AI Browser for Recruiting Agencies: Data Extraction

How recruiting agencies run data extraction in Strawberry. Surfaces, signals, real output, and tradeoffs for recruiting agencies.

This guide is for recruiting agencies that run data extraction. It names the surfaces a recruiting agency typically uses, where the friction sits, and how an AI browser like Strawberry runs the workflow without forcing the team to learn a new stack.

How recruiting agencies approach data extraction

A recruiting agency runs this work in a specific way: source, screen, and place candidates against client briefs across multiple companies in parallel. The current pain is concrete - sourcing is repeatable but tedious; client communication and candidate cycles run in parallel; fees depend on close rate. The reason an AI browser helps here is that recruiting agencies already touch many surfaces (LinkedIn Recruiter, Greenhouse or Ashby ATS, Gmail, Google Sheets, Notion), and the bottleneck is the human moving data and context between them.

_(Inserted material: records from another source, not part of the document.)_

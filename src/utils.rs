pub mod config;
pub mod entropy;
pub mod test_setup;
pub mod websocket;
use serde::{Deserialize, Serialize};

use crate::types::{CachingPolicy, RiskLevel, Scope};

#[derive(Debug, Clone, Serialize, Deserialize)]
pub struct OptimizerConfig {
    pub engine: EngineConfig,
    pub caching: CachingBehaviorConfig,
    pub load_metrics: LoadMetricsConfig,
    pub performance_tracking: PerformanceTrackingConfig,
    pub connection_estimates: ConnectionEstimateConfig,
    pub cleanup: CleanupConfig,
    pub health_scorer: HealthScorerConfig,
    pub insights_thresholds: InsightsThresholds,
    pub validation: ValidationConfig,
}

impl Default for OptimizerConfig {
    fn default() -> Self {
        Self {
            engine: EngineConfig::default(),
            caching: CachingBehaviorConfig::default(),
            load_metrics: LoadMetricsConfig::default(),
            performance_tracking: PerformanceTrackingConfig::default(),
            connection_estimates: ConnectionEstimateConfig::default(),
            cleanup: CleanupConfig::default(),
            health_scorer: HealthScorerConfig::default(),
            insights_thresholds: InsightsThresholds::default(),
            validation: ValidationConfig::default(),
        }
    }
}

#[derive(Debug, Clone, Serialize, Deserialize)]
pub struct ValidationConfig {
    pub min_accuracy_error_threshold: f64,
    pub min_accuracy_warning_threshold: f64,
    /// F1 gate, kept distinct from `min_accuracy_error_threshold` even though
    /// both currently read 0.6 - accuracy and F1 are different statistics and
    /// can diverge once either default changes.
    pub min_f1_error_threshold: f64,
    pub min_training_data_points: u64,
    pub max_model_age_hours: i64,
    pub max_prediction_time_ms: f64,
}

impl Default for ValidationConfig {
    fn default() -> Self {
        Self {
            min_accuracy_error_threshold: 0.5,
            min_accuracy_warning_threshold: 0.8,
            min_f1_error_threshold: 0.6,
            min_training_data_points: 100,
            max_model_age_hours: 168,
            max_prediction_time_ms: 200.0,
        }
    }
}

#[derive(Debug, Clone, Serialize, Deserialize)]
pub struct EngineConfig {
    pub enabled: bool,
    pub learning_enabled: bool,
    pub min_confidence_score: f32,
    pub min_executions_for_analysis: u32,
    pub model_update_interval_seconds: u64,
    pub max_automatic_optimization_risk: RiskLevel,
    pub default_batch_size: u32,
    pub max_batch_size: u32,
    pub minimum_predictions_for_retraining: u32,
    pub retrain_ema_alpha: f32,
    pub anomaly_z_threshold: f64,
    pub min_points_for_anomaly: usize,
    pub max_history_size: usize,
}

impl Default for EngineConfig {
    fn default() -> Self {
        Self {
            enabled: true,
            learning_enabled: true,
            min_confidence_score: 0.7,
            min_executions_for_analysis: 5,
            model_update_interval_seconds: 300,
            max_automatic_optimization_risk: RiskLevel::Medium,
            default_batch_size: 10,
            max_batch_size: 100,
            minimum_predictions_for_retraining: 10,
            retrain_ema_alpha: 0.3,
            anomaly_z_threshold: 3.0,
            min_points_for_anomaly: 10,
            max_history_size: 10_000,
        }
    }
}

#[derive(Debug, Clone, Serialize, Deserialize)]
pub struct CachingBehaviorConfig {
    pub enable_caching: bool,
    pub min_execution_time_for_caching_ms: u64,
    pub max_cached_response_size_bytes: u64,
    pub min_access_frequency: f32,
    pub min_predicted_hit_rate: f32,
    pub use_dynamic_ttl: bool,
    pub default_ttl_seconds: u64,
    pub preferred_scope: Scope,
}

impl Default for CachingBehaviorConfig {
    fn default() -> Self {
        Self {
            enable_caching: true,
            min_execution_time_for_caching_ms: 100,
            max_cached_response_size_bytes: 1_048_576,
            min_access_frequency: 1.0,
            min_predicted_hit_rate: 0.5,
            use_dynamic_ttl: false,
            default_ttl_seconds: 300,
            preferred_scope: Scope::Global,
        }
    }
}

impl From<&CachingBehaviorConfig> for CachingPolicy {
    /// Default policy every request type gets until a `CachingPolicyProvider`
    /// is configured with per-type overrides.
    fn from(config: &CachingBehaviorConfig) -> Self {
        Self {
            enable_ai_analysis: config.enable_caching,
            min_execution_time_for_caching_ms: config.min_execution_time_for_caching_ms,
            max_cached_response_size_bytes: config.max_cached_response_size_bytes,
            min_access_frequency: config.min_access_frequency,
            min_predicted_hit_rate: config.min_predicted_hit_rate,
            use_dynamic_ttl: config.use_dynamic_ttl,
            default_ttl_seconds: config.default_ttl_seconds,
            preferred_scope: config.preferred_scope,
        }
    }
}

#[derive(Debug, Clone, Serialize, Deserialize)]
pub struct LoadMetricsConfig {
    pub enable_caching: bool,
    pub cache_ttl_seconds: u64,
    pub cache_refresh_interval_seconds: u64,
    pub use_cached_cpu_measurements: bool,
    pub cpu_measurement_interval_ms: u64,
    pub baseline_memory_bytes: u64,
}

impl Default for LoadMetricsConfig {
    fn default() -> Self {
        Self {
            enable_caching: true,
            cache_ttl_seconds: 5,
            cache_refresh_interval_seconds: 10,
            use_cached_cpu_measurements: true,
            cpu_measurement_interval_ms: 1000,
            baseline_memory_bytes: 512 * 1024 * 1024,
        }
    }
}

#[derive(Debug, Clone, Serialize, Deserialize)]
pub struct PerformanceTrackingConfig {
    pub enable_tracking: bool,
    pub enable_detailed_logging: bool,
    pub enable_periodic_export: bool,
    pub enable_immediate_export: bool,
    pub export_interval_seconds: u64,
    pub immediate_export_threshold: u32,
    pub reset_after_export: bool,
    pub sliding_window_size: usize,
    pub track_percentiles: bool,
}

impl Default for PerformanceTrackingConfig {
    fn default() -> Self {
        Self {
            enable_tracking: true,
            enable_detailed_logging: false,
            enable_periodic_export: true,
            enable_immediate_export: true,
            export_interval_seconds: 300,
            immediate_export_threshold: 1000,
            reset_after_export: true,
            sliding_window_size: 10_000,
            track_percentiles: true,
        }
    }
}

/// Upper bounds used to turn raw connection counts into utilization ratios
/// when no authoritative pool/connection-manager figure is wired in.
#[derive(Debug, Clone, Serialize, Deserialize)]
pub struct ConnectionEstimateConfig {
    pub max_estimated_http_connections: u32,
    /// Target capacity of the database connection pool.
    pub max_estimated_db_connections: u32,
    /// Upper bound used for db-connection-count estimation when no pool
    /// stats are wired in; kept distinct from `max_estimated_db_connections`
    /// because the two can diverge (e.g. pool sized above the estimator's
    /// assumed ceiling).
    pub estimated_max_db_connections: u32,
    pub max_estimated_external_connections: u32,
    pub max_estimated_websocket_connections: u32,
}

impl Default for ConnectionEstimateConfig {
    fn default() -> Self {
        Self {
            max_estimated_http_connections: 10_000,
            max_estimated_db_connections: 100,
            estimated_max_db_connections: 100,
            max_estimated_external_connections: 1_000,
            max_estimated_websocket_connections: 5_000,
        }
    }
}

#[derive(Debug, Clone, Serialize, Deserialize)]
pub struct CleanupConfig {
    pub retention_hours: u64,
    pub max_predictions: usize,
    pub sweep_interval_seconds: u64,
}

impl Default for CleanupConfig {
    fn default() -> Self {
        Self {
            retention_hours: 24,
            max_predictions: 10_000,
            sweep_interval_seconds: 3600,
        }
    }
}

#[derive(Debug, Clone, Serialize, Deserialize)]
pub struct HealthScorerConfig {
    pub weight_cpu: f64,
    pub weight_memory: f64,
    pub weight_error_rate: f64,
    pub weight_p95_latency: f64,
    pub weight_queue_depth: f64,
    /// p95 latency, in ms, considered maximally unhealthy (risk saturates at 1.0).
    pub p95_latency_target_ms: f64,
    /// queued-request count considered maximally unhealthy.
    pub queue_depth_target: f64,
}

impl Default for HealthScorerConfig {
    fn default() -> Self {
        Self {
            weight_cpu: 0.25,
            weight_memory: 0.2,
            weight_error_rate: 0.25,
            weight_p95_latency: 0.2,
            weight_queue_depth: 0.1,
            p95_latency_target_ms: 2000.0,
            queue_depth_target: 100.0,
        }
    }
}

#[derive(Debug, Clone, Serialize, Deserialize)]
pub struct InsightsThresholds {
    pub cpu_high: f64,
    pub cpu_critical: f64,
    pub memory_high: f64,
    pub memory_critical: f64,
    pub error_rate_high: f64,
    pub error_rate_critical: f64,
    pub repeat_rate_opportunity: f64,
    pub batch_size_opportunity: f64,
    pub db_pool_opportunity: f64,
}

impl Default for InsightsThresholds {
    fn default() -> Self {
        Self {
            cpu_high: 0.80,
            cpu_critical: 0.95,
            memory_high: 0.90,
            memory_critical: 0.95,
            error_rate_high: 0.05,
            error_rate_critical: 0.10,
            repeat_rate_opportunity: 0.30,
            batch_size_opportunity: 5.0,
            db_pool_opportunity: 0.90,
        }
    }
}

What a good data extraction run looks like for recruiting agencies

The goal is to turn unstructured pages into a clean table or dataset. Success metric: extraction accuracy above 95% on spot-checked rows, dedup rate above 95%, completeness above 90%. In an industry context that means: longlist to shortlist in a week, with personalised first messages and clean status tracking per client.

Buying signals data extraction should react to

The signals that should trigger data extraction for a recruiting agency include: client raised funding, client posted a senior role, client opened a new geo. Strawberry watches the public web (LinkedIn, news, job boards, the company's own site) for these and pairs them with whatever lives in the team's existing tools.

How Strawberry runs data extraction for recruiting agencies

  1. Connect the existing stack (Gmail, CRM, sheets, Slack, etc) so Strawberry can read in-place.
  2. Define one sentence of what 'done' looks like for data extraction in your specific recruiting agency setup.
  3. Ask Strawberry to read the relevant context, then research the gaps via the browser.
  4. Strawberry produces the data extraction output in the shape your team can use immediately.
  5. A human reviews before any external action (send, update, post) goes out.
  6. The approved output gets logged back into your system of record so the next person sees it.

A real data extraction output for recruiting agencies

This is an example of the shape, not your literal team's output - swap the specifics for your context:

  • Source: company directory at example.com/companies, 30 pages of 50 companies each
  • Target schema: name, website, employee count, HQ city, sector tag
  • Expected rows: ~1500 (50 x 30)
  • Validation: name + website required; sector tag from a fixed list
  • Output: ./companies.csv with 1485 rows after dedup, 12 rows flagged for human review

When this is right for recruiting agencies, and when it is not

This workflow is right when recruiting agencies have multiple recurring instances of data extraction to run each week, and when the existing stack is mostly online and connectable. It is the wrong fit when data extraction happens once a quarter or requires deep domain expertise the agent does not have. In that case, the recruiting agency should run it manually and capture the playbook for the next iteration.

Three mistakes to avoid

  • No schema defined upfront, leading to inconsistent rows
  • Ignoring pagination and missing 80% of the data
  • Extracting from logged-in pages without confirming the cookies are valid

Caveats

Strawberry holds back on sending email, updating CRM records, or changing shared systems until a human approves the action. Treat the agent as a fast first-draft author, not an autopilot.

Recruiting Agencies + Strawberry running data extraction

1 Inputs

Stack

Typical recruiting agency surfaces: LinkedIn Recruiter, Greenhouse or Ashby ATS, Gmail.

2 Triggers

Signals

Watch: client raised funding, client posted a senior role.

3 Output

Compose

Synthesise into the data extraction shape.

4 Review

Human

Approve before external actions; log to system of record.

FAQ

Does this work for small recruiting agencies?

Yes - the workflow scales down to a 2-person recruiting agency. The smaller the team, the more leverage an AI browser provides because the same person owns multiple surfaces.

Which tools do recruiting agencies need to connect?

The most common stack: LinkedIn Recruiter, Greenhouse or Ashby ATS, Gmail, Google Sheets, Notion. The browser handles everything else without setup.

What is the biggest mistake to avoid?

No schema defined upfront, leading to inconsistent rows.